Foodforecast is entitled to transfer the rights and obligations arising from this contract in whole or in part to third parties without requiring the consent of the client.

§ 12 Confidentiality

(1) Both parties undertake to maintain the strictest confidentiality with regard to all business and trade secrets of the other party or of the companies affiliated with the other party pursuant to Section 15 of the German Stock Corporation Act (AktG) of which they become aware or which become known to them, as well as information of the other party that is designated as confidential or that is recognizably to be treated as confidential due to other circumstances, even beyond the end of this agreement until such time as it becomes public knowledge, but for at least a period of 3 (three) years after the end of the term of the agreement, and not to use such information for purposes other than those under this agreement. § Section 4 (4) remains unaffected.

(2) Both parties shall carefully store the business documents handed over to them, protect them from inspection by third parties and return them at the end of this agreement. The assertion of a right of retention is excluded. Both parties shall impose the same obligations on their employees and any third parties.

§ 13 Dispute resolution; place of jurisdiction; choice of law

(1) The parties shall attempt to settle any disputes arising out of or in connection with the legal relationship between them immediately in good faith and in partnership through negotiation.

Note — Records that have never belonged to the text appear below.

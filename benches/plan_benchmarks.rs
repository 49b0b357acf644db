//! Benchmarks for the per-request, CPU-bound parts of querylens:
//! - EXPLAIN result normalization (rows → RawPlan → metrics)
//! - Pagination SQL rendering
//! - LLM prompt assembly
//!
//! Run with: `cargo bench`

use criterion::{black_box, criterion_group, criterion_main, BenchmarkId, Criterion};
use serde_json::{json, Map, Value};

use querylens::context::context_provider;
use querylens::db::{FilterOperator, OrderSpec, TableFilter};
use querylens::dialect::Dialect;
use querylens::explain::{extract_metrics, parse_execution_plan, RawPlan};
use querylens::pagination::{build_queries, PaginationOptions};

// ---------------------------------------------------------------------------
// EXPLAIN outputs as the backends return them
// ---------------------------------------------------------------------------

const SQL: &str = "SELECT u.name, o.total FROM users u JOIN orders o ON u.id = o.user_id \
    WHERE o.total > 100 ORDER BY o.created_at DESC LIMIT 50";

const TEXT_PLAN: &[&str] = &[
    "Limit  (cost=0.29..8.31 rows=1 width=40) (actual time=0.012..0.013 rows=1 loops=1)",
    "  ->  Nested Loop  (cost=0.29..8.31 rows=1 width=40) (actual time=0.011..0.012 rows=1 loops=1)",
    "        ->  Index Scan using orders_pkey on orders o  (cost=0.15..8.17 rows=1 width=16) (actual time=0.005..0.006 rows=1 loops=1)",
    "              Index Cond: (total > 100)",
    "        ->  Index Scan using users_pkey on users u  (cost=0.14..0.16 rows=1 width=36) (actual time=0.003..0.003 rows=1 loops=1)",
    "Planning Time: 0.210 ms",
    "Execution Time: 0.045 ms",
];

fn row(column: &str, value: Value) -> Map<String, Value> {
    let mut row = Map::new();
    row.insert(column.to_string(), value);
    row
}

fn postgres_rows() -> Vec<Map<String, Value>> {
    vec![row(
        "QUERY PLAN",
        json!([{
            "Plan": {
                "Node Type": "Limit",
                "Total Cost": 8.31,
                "Plan Rows": 1,
                "Actual Rows": 1,
                "Plans": [{"Node Type": "Nested Loop", "Total Cost": 8.31}]
            },
            "Planning Time": 0.21,
            "Execution Time": 0.045
        }]),
    )]
}

fn mysql_rows() -> Vec<Map<String, Value>> {
    let doc = json!({
        "query_block": {
            "select_id": 1,
            "cost_info": {"query_cost": "12.40"},
            "nested_loop": [
                {"table": {"table_name": "o", "rows_examined_per_scan": 120}},
                {"table": {"table_name": "u", "rows_examined_per_scan": 1}}
            ]
        }
    });
    vec![row("EXPLAIN", Value::String(doc.to_string()))]
}

fn text_rows() -> Vec<Map<String, Value>> {
    TEXT_PLAN
        .iter()
        .map(|line| row("QUERY PLAN", Value::String(line.to_string())))
        .collect()
}

fn bench_plan_normalization(c: &mut Criterion) {
    let mut group = c.benchmark_group("plan");

    let cases = [
        ("postgres_json", postgres_rows()),
        ("mysql_json_text", mysql_rows()),
        ("text", text_rows()),
    ];

    for (name, rows) in &cases {
        group.bench_with_input(BenchmarkId::new("from_rows", name), rows, |b, rows| {
            b.iter(|| RawPlan::from_rows(black_box(rows)));
        });

        let plan = RawPlan::from_rows(rows);
        group.bench_with_input(BenchmarkId::new("extract_metrics", name), &plan, |b, plan| {
            b.iter(|| extract_metrics(black_box(plan)));
        });
        group.bench_with_input(BenchmarkId::new("parse_execution_plan", name), &plan, |b, plan| {
            b.iter(|| parse_execution_plan(black_box(SQL), black_box(plan)));
        });
    }

    group.finish();
}

fn bench_pagination(c: &mut Criterion) {
    let mut group = c.benchmark_group("pagination");

    let options = PaginationOptions {
        filters: vec![
            TableFilter::new("status", FilterOperator::Eq, json!("active")),
            TableFilter::new("age", FilterOperator::Gte, json!(21)),
            TableFilter::new("country", FilterOperator::In, json!(["DE", "FR", "NL"])),
            TableFilter::new("deleted_at", FilterOperator::IsNull, Value::Null),
        ],
        order_by: vec![OrderSpec::desc("created_at"), OrderSpec::asc("id")],
        limit: Some(50),
        offset: Some(100),
    };

    for dialect in [Dialect::PostgreSql, Dialect::MySql, Dialect::ClickHouse] {
        group.bench_with_input(
            BenchmarkId::new("build_queries", dialect.id()),
            &dialect,
            |b, dialect| {
                b.iter(|| build_queries(dialect, black_box(&options), "public.users"));
            },
        );
    }

    group.finish();
}

fn bench_prompt(c: &mut Criterion) {
    let mut group = c.benchmark_group("prompt");

    for dialect in Dialect::ALL {
        let provider = context_provider(dialect.id());
        group.bench_function(BenchmarkId::new("generate", dialect.id()), |b| {
            b.iter(|| provider.generate_prompt_instructions());
        });
    }

    group.finish();
}

criterion_group!(benches, bench_plan_normalization, bench_pagination, bench_prompt);
criterion_main!(benches);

(2) If the parties do not succeed in settling the disputes arising through negotiation within 30 days after one party has requested the other in writing to enter into negotiations, both parties shall have recourse to the ordinary courts of law. The courts in Cologne shall have exclusive jurisdiction for all disputes arising out of or in connection with the legal relationship between the parties. Paragraph 1 does not affect the right of Foodforecast to apply for interim relief before the ordinary courts.

(3) The legal relationship between Foodforecast and the customer is governed by German law to the exclusion of the conflict of laws and the UN Convention on Contracts for the International Sale of Goods (CISG).

§ 14 Final provisions

(1) There are no verbal or written ancillary agreements.

(2) Amendments and additions to these terms and conditions through individual contractual agreements within the meaning of §305b BGB do not require any form. Otherwise, amendments or additions must be made in text form.

(3) The client allows Foodforecast to name them as a reference and in this context to use their name, logo and, if applicable, "testimonials" on the Foodforecast website and in Foodforecast presentations, as well as to advertise with their anonymized improvement figures.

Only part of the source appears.